Problem to solve:
Copy every line from the records that holds the word "running".

Extracted material:
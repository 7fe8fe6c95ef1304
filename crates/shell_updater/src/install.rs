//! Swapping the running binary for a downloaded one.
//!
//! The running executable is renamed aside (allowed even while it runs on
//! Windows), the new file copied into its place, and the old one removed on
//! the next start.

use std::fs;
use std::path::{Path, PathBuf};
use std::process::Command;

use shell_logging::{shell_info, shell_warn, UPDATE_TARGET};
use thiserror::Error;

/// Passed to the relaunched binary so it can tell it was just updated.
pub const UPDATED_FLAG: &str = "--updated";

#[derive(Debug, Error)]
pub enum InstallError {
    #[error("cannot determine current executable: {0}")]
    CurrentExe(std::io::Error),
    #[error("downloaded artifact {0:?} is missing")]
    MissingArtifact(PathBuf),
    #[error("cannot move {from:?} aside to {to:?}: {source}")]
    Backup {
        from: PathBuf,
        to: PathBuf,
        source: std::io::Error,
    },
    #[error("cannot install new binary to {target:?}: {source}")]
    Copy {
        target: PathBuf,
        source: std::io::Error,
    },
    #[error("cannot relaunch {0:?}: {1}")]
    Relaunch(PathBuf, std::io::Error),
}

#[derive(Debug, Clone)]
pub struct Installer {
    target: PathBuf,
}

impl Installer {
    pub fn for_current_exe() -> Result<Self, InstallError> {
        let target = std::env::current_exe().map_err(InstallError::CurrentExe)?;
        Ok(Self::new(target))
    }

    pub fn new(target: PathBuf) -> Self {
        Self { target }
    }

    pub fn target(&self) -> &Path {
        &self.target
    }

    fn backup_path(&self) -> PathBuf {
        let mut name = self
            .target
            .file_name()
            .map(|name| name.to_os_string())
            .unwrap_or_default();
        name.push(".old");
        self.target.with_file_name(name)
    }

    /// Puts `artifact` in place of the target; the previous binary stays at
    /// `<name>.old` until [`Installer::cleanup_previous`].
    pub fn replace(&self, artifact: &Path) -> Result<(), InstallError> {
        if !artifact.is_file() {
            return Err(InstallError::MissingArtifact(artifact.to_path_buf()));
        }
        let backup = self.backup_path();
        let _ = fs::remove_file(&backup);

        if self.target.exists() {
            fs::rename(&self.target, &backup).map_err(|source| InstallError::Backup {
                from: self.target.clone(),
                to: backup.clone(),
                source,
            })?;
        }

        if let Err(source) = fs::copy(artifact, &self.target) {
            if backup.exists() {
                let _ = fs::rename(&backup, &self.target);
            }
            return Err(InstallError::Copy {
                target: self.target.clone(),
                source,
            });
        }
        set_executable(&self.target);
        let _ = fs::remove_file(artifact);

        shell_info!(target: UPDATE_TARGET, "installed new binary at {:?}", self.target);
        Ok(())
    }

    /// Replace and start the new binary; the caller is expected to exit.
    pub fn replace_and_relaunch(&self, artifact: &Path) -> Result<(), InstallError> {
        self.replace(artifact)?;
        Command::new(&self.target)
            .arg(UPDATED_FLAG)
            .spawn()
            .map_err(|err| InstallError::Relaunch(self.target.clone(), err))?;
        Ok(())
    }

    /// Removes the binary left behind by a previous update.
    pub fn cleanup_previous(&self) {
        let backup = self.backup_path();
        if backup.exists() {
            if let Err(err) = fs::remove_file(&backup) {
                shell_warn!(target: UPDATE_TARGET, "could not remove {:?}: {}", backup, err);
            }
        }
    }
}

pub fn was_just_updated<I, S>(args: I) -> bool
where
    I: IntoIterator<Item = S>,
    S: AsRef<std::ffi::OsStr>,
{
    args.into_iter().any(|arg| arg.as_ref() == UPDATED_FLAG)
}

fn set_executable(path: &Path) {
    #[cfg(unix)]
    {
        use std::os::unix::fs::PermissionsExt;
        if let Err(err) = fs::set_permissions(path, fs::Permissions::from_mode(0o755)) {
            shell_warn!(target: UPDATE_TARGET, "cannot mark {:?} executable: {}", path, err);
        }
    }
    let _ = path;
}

Result of this exercise:
//! Swapping the running binary for a downloaded one.
//! The running executable is renamed aside (allowed even while it runs on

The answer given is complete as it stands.